The only practical way I know is with small DPDT signal relays, one for each cell. See this thread.
Leo..
I am using a BMS. They're so cheap these days it doesn't make sense to make your own BMS (possibly based on an Arduino). The problem is they're basically a "dumb" black box. They do what they're supposed to (charge cells, balance cells, protect from overcharging/discharging and current). But that's it. They have no way to monitor cell voltages or anything else.
That seems like a lot of work/components.
After some digging I think I've found my solution. An external ADC with I2C connection and dual supplies. Something like this:
If I understand the datasheet correctly, it allows you to run a separate power supply for the analog and digital sides of the circuit. So I can connect the analog portion to the 4 cells directly and use a separate power supply for the digital side which is shared with my Arduino.
16 bits is overkill for my needs, but I'm sure other companies make similar devices with dual supplies expressly for this purpose.
The ADS from your link seems a variation on the ADS1115.
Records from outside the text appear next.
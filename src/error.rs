use snafu::Snafu;

use crate::memory::ItemId;

#[derive(Snafu, Debug)]
pub enum SrsError {
    InvalidParameters,
    #[snafu(display("rating must be between 1 and 4, got {value}"))]
    InvalidRating {
        value: u8,
    },
    #[snafu(display("invalid configuration: {reason}"))]
    InvalidConfig {
        reason: String,
    },
    #[snafu(display("item {id} is not part of this session"))]
    UnknownItem {
        id: ItemId,
    },
    #[snafu(display("question {index} is not part of this session"))]
    UnknownQuestion {
        index: usize,
    },
    #[snafu(display("question {index} has already been answered"))]
    QuestionAnswered {
        index: usize,
    },
    #[snafu(display("storage failure: {message}"))]
    Storage {
        message: String,
    },
}

pub type Result<T, E = SrsError> = std::result::Result<T, E>;
use crate::{
    error::{Result, SrsError},
    inference::{DEFAULT_PARAMETERS, PARAMETER_COUNT, Parameters},
    memory::{D_MAX, D_MIN, S_MIN},
};

pub(crate) const INIT_S_MAX: f32 = 100.0;

/// Accepts an empty slice (defaults) or a full weight vector with finite values.
pub(crate) fn check_parameters(parameters: &Parameters) -> Result<Vec<f32>> {
    let parameters = match parameters.len() {
        0 => DEFAULT_PARAMETERS.to_vec(),
        PARAMETER_COUNT => parameters.to_vec(),
        _ => return Err(SrsError::InvalidParameters),
    };
    if parameters.iter().any(|&w| !w.is_finite()) {
        return Err(SrsError::InvalidParameters);
    }
    Ok(clip_parameters(&parameters))
}

pub(crate) fn clip_parameters(parameters: &Parameters) -> Vec<f32> {
    let mut parameters = parameters.to_vec();
    let clamps: [(f32, f32); PARAMETER_COUNT] = [
        (S_MIN, INIT_S_MAX),
        (S_MIN, INIT_S_MAX),
        (S_MIN, INIT_S_MAX),
        (S_MIN, INIT_S_MAX),
        (D_MIN, D_MAX),
        (0.001, 0.33),
        (0.001, 0.5),
        (0.001, 0.75),
        (0.0, 4.5),
        (0.0, 0.8),
        (0.001, 3.5),
        (0.001, 5.0),
        (0.001, 0.25),
        (0.001, 0.9),
        (0.0, 4.0),
        (0.0, 1.0),
        (1.0, 6.0),
        (1.0, 2.0),
    ];

    parameters
        .iter_mut()
        .zip(clamps)
        .for_each(|(w, (low, high))| *w = w.clamp(low, high));
    parameters
}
Same thing. All inputs/outputs, including I2C, must stay within the limits of the chip's supply.
Leo..
The ADS1115 is a single supply chip. The one I linked has a separate VDD for the analog and digital side along with a separate ground for each side. Unless I’m misunderstanding the data sheet.
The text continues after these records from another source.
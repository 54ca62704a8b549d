use std::collections::BTreeMap;

use chrono::{Duration, Utc};
use rand::SeedableRng;
use rand::rngs::StdRng;
use vocab_srs::{
    ItemContent, ItemId, ItemStore, MemoryModel, Rating, Response, ReviewItem, SessionPlanner,
    SessionQuestion, SrsError, StoredContentOnly,
};

/// Keeps the whole deck in memory.
#[derive(Default)]
struct Deck {
    items: BTreeMap<ItemId, ReviewItem>,
}

impl ItemStore for Deck {
    fn load_pool(&self) -> vocab_srs::Result<Vec<ReviewItem>> {
        Ok(self.items.values().cloned().collect())
    }

    fn save_memory(&mut self, id: ItemId, memory: &MemoryModel) -> vocab_srs::Result<()> {
        let item = self.items.get_mut(&id).ok_or(SrsError::UnknownItem { id })?;
        item.memory = memory.clone();
        Ok(())
    }
}

const WORDS: [(&str, &str); 10] = [
    ("serendipity", "a happy accident"),
    ("ephemeral", "lasting a very short time"),
    ("ubiquitous", "found everywhere"),
    ("laconic", "using few words"),
    ("gregarious", "fond of company"),
    ("meticulous", "very careful about detail"),
    ("candid", "truthful and straightforward"),
    ("obstinate", "stubbornly refusing to change"),
    ("lucid", "clearly expressed"),
    ("frugal", "sparing with money"),
];

fn setup_logger() -> Result<(), fern::InitError> {
    fern::Dispatch::new()
        .format(|out, message, record| {
            out.finish(format_args!("[{} {}] {}", record.level(), record.target(), message))
        })
        .level(log::LevelFilter::Info)
        .chain(std::io::stdout())
        .apply()?;
    Ok(())
}

/// Answers every question correctly except the ones covering `forgotten`.
fn respond(question: &SessionQuestion, forgotten: &str) -> Response {
    match question {
        SessionQuestion::MatchingSet { pairs, .. } => Response::Pairs(
            pairs
                .iter()
                .map(|pair| (pair.item_id, pair.sense.clone()))
                .collect(),
        ),
        SessionQuestion::RecognitionForward { word, answer, .. } if word == forgotten => {
            Response::Text(format!("not {answer}"))
        }
        SessionQuestion::RecognitionForward { answer, .. }
        | SessionQuestion::RecognitionBackward { answer, .. }
        | SessionQuestion::ClozeFromExample { answer, .. }
        | SessionQuestion::SpellFromAudio { answer, .. } => Response::Text(answer.clone()),
    }
}

fn main() -> Result<(), Box<dyn std::error::Error>> {
    setup_logger()?;

    let mut deck = Deck::default();
    for (id, (word, sense)) in WORDS.into_iter().enumerate() {
        let id = id as ItemId + 1;
        let content = ItemContent {
            word: word.to_string(),
            sense: sense.to_string(),
            example: None,
            phonetic: None,
            audio: None,
        };
        deck.items.insert(id, ReviewItem::new(id, content));
    }

    let planner = SessionPlanner::default();
    let mut rng = StdRng::seed_from_u64(2024);
    let mut now = Utc::now();

    for day in 1..=3 {
        let mut session = planner.start(&deck, &StoredContentOnly, now, 20, 12, &mut rng)?;
        println!(
            "Day {day}: {} items, {} questions",
            session.items().len(),
            session.questions().len()
        );
        for index in 0..session.questions().len() {
            let response = respond(&session.questions()[index], "laconic");
            session.answer_question(&mut deck, index, &response, now)?;
        }
        // Anything the questions did not reach still gets a rating.
        let untouched = session
            .items()
            .iter()
            .filter(|item| item.memory.last_review_at != Some(now))
            .map(|item| item.id)
            .collect::<Vec<_>>();
        for id in untouched {
            session.answer(&mut deck, id, Rating::Good, now)?;
        }
        let stats = session.finish();
        println!("Day {day}: {stats:?}");
        now += Duration::days(1);
    }

    for item in deck.items.values() {
        println!(
            "{:<12} {:<10} due {:?}",
            item.content.word,
            item.memory.state,
            item.memory.next_review_at.map(|due| due.date_naive())
        );
    }
    Ok(())
}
Wishful thinking, I read that the analogue part can have a bipolar supply, so -2.5volt to +2.5volt signals can be measured. The datasheet states a max voltage between digital ground and analogue negative/GND of -2.75volt to +0.3volt.
Leo..
I see. So the dual supplies isn’t for isolation, but rather to allow for a bipolar analog supply for certain types of measurement circuits.
In that case I’ll use a standard i2c ADC at each battery pack and an i2c isolator to communicate since my Arduino won’t (always) share a ground with the battery packs. I’ll power the ADC circuit directly from the battery pack.
Surely this is easier than using DPDT relays and flying caps. And with the ADC mounted directly at the battery pack it should be accurate and relatively noise free due to the short signal oaths.